Scale Invariant Spectrum from Variable Speed of Light Metric in a Bimetric Gravity Theory

TL;DR

This paper derives a scale-invariant spectrum from a bimetric gravity theory with variable speed of light, matching CMB observations and solving horizon and flatness problems.

Contribution

It introduces a novel bimetric gravity model with VSL that produces a nearly scale-invariant spectrum consistent with observations.

Findings

Scalar spectral index n_s ≈ 0.97

Running of spectral index α_s ≈ -5×10^{-4}

Horizon and flatness problems are solved

Abstract

An approximately scale invariant spectrum generating the seeds of structure formation is derived from a bimetric gravity theory.

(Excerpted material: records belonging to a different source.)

//! Row-level change notifications fanned out to listing views and chat streams.

use std::str::FromStr;

use serde::Serialize;
use serde_json::Value;
use thiserror::Error;
use tokio::sync::broadcast::{self, error::RecvError};
use tracing::{debug, warn};
use utoipa::ToSchema;

/// Table a change event refers to.
#[derive(Debug, Clone, Copy, PartialEq, Eq, Serialize, ToSchema)]
#[serde(rename_all = "snake_case")]
pub enum Table {
    Games,
    Profiles,
    GameMessages,
}

/// Kind of row mutation.
#[derive(Debug, Clone, Copy, PartialEq, Eq, Serialize, ToSchema)]
#[serde(rename_all = "lowercase")]
pub enum ChangeKind {
    Insert,
    Update,
    Delete,
}

/// Notification emitted after a successful write.
#[derive(Debug, Clone, PartialEq, Serialize)]
pub struct ChangeEvent {
    pub event: ChangeKind,
    pub table: Table,
    pub new_row: Option<Value>,
    pub old_row: Option<Value>,
}

impl ChangeEvent {
    /// Deserialize the new row (or the old one for deletions) into a typed entity.
    pub fn row<T: serde::de::DeserializeOwned>(&self) -> Option<T> {
        let row = self.new_row.as_ref().or(self.old_row.as_ref())?;
        serde_json::from_value(row.clone()).ok()
    }
}

/// Error raised when a `column=eq.value` filter cannot be parsed.
#[derive(Debug, Error, PartialEq, Eq)]
#[error("invalid change filter `{0}`, expected `column=eq.value`")]
pub struct FilterParseError(String);

/// Equality filter over a row column, written `column=eq.value`.
#[derive(Debug, Clone, PartialEq, Eq)]
pub struct ChangeFilter {
    column: String,
    value: String,
}

impl ChangeFilter {
    /// Filter rows whose `column` equals `value`.
    pub fn eq(column: impl Into<String>, value: impl ToString) -> Self {
        Self {
            column: column.into(),
            value: value.to_string(),
        }
    }

    /// Whether the new row (or, for deletions, the old row) satisfies the filter.
    pub fn matches(&self, event: &ChangeEvent) -> bool {
        let Some(row) = event.new_row.as_ref().or(event.old_row.as_ref()) else {
            return false;
        };
        match row.get(&self.column) {
            Some(Value::String(value)) => *value == self.value,
            Some(Value::Null) | None => false,
            Some(other) => other.to_string() == self.value,
        }
    }
}

impl FromStr for ChangeFilter {
    type Err = FilterParseError;

    fn from_str(raw: &str) -> Result<Self, Self::Err> {
        let (column, rest) = raw
            .split_once('=')
            .ok_or_else(|| FilterParseError(raw.into()))?;
        let value = rest
            .strip_prefix("eq.")
            .ok_or_else(|| FilterParseError(raw.into()))?;
        if column.is_empty() || value.is_empty() {
            return Err(FilterParseError(raw.into()));
        }
        Ok(Self::eq(column, value))
    }
}

/// Broadcast hub carrying every change event of the process.
pub struct ChangeFeed {
    sender: broadcast::Sender<ChangeEvent>,
}

impl ChangeFeed {
    /// Construct a new feed backed by a Tokio broadcast channel with the given capacity.
    pub fn new(capacity: usize) -> Self {
        let (sender, _receiver) = broadcast::channel(capacity);
        Self { sender }
    }

    /// Listen to events on `table`, optionally narrowed by `filter`.
    pub fn subscribe(&self, table: Table, filter: Option<ChangeFilter>) -> Subscription {
        Subscription {
            receiver: self.sender.subscribe(),
            table,
            filter,
        }
    }

    /// Publish a typed row change, ignoring delivery errors (no subscriber).
    pub fn publish<T: Serialize>(
        &self,
        event: ChangeKind,
        table: Table,
        new_row: Option<&T>,
        old_row: Option<&T>,
    ) {
        let (new_row, old_row) = match (new_row.map(to_row).transpose(), old_row.map(to_row).transpose()) {
            (Ok(new_row), Ok(old_row)) => (new_row, old_row),
            (Err(err), _) | (_, Err(err)) => {
                warn!(?table, ?event, error = %err, "failed to serialize change event row");
                return;
            }
        };

        let _ = self.sender.send(ChangeEvent {
            event,
            table,
            new_row,
            old_row,
        });
    }
}

fn to_row<T: Serialize>(row: &T) -> Result<Value, serde_json::Error> {
    serde_json::to_value(row)
}

/// Live subscription; dropping it closes the channel.
pub struct Subscription {
    receiver: broadcast::Receiver<ChangeEvent>,
    table: Table,
    filter: Option<ChangeFilter>,
}

impl Subscription {
    /// Wait for the next matching event. Returns `None` once the feed is gone.
    pub async fn recv(&mut self) -> Option<ChangeEvent> {
        loop {
            match self.receiver.recv().await {
                Ok(event) if self.accepts(&event) => return Some(event),
                Ok(_) => continue,
                Err(RecvError::Lagged(skipped)) => {
                    debug!(table = ?self.table, skipped, "change subscription lagged");
                    continue;
                }
                Err(RecvError::Closed) => return None,
            }
        }
    }

    fn accepts(&self, event: &ChangeEvent) -> bool {
        event.table == self.table
            && self
                .filter
                .as_ref()
                .is_none_or(|filter| filter.matches(event))
    }
}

By requiring that the amplitude of the CMB fluctuations from the model matches the observed value, we determine the fundamental length scale in the model to be a factor of 10^5 times larger than the Planck length, which results in a scalar mode spectral index: n_s\approx 0.97, and its running: \alpha_s\approx -5\times 10^{-4}. This is accomplished in the variable speed of light (VSL) metric frame, in which the dynamics of perturbations of the bimetric scalar field are determined by a minimally-coupled Klein-Gordon equation, and it is assumed that modes are born in a ground state at a scale given by the fundamental length scale appearing in the bimetric structure. We show that while this is taking place for scales of interest, the background (primordial) radiation energy density is strongly suppressed as a result of the bimetric structure of the model. Nevertheless, the enlarged lightcone of matter fields ensures that the horizon and flatness problems are solved.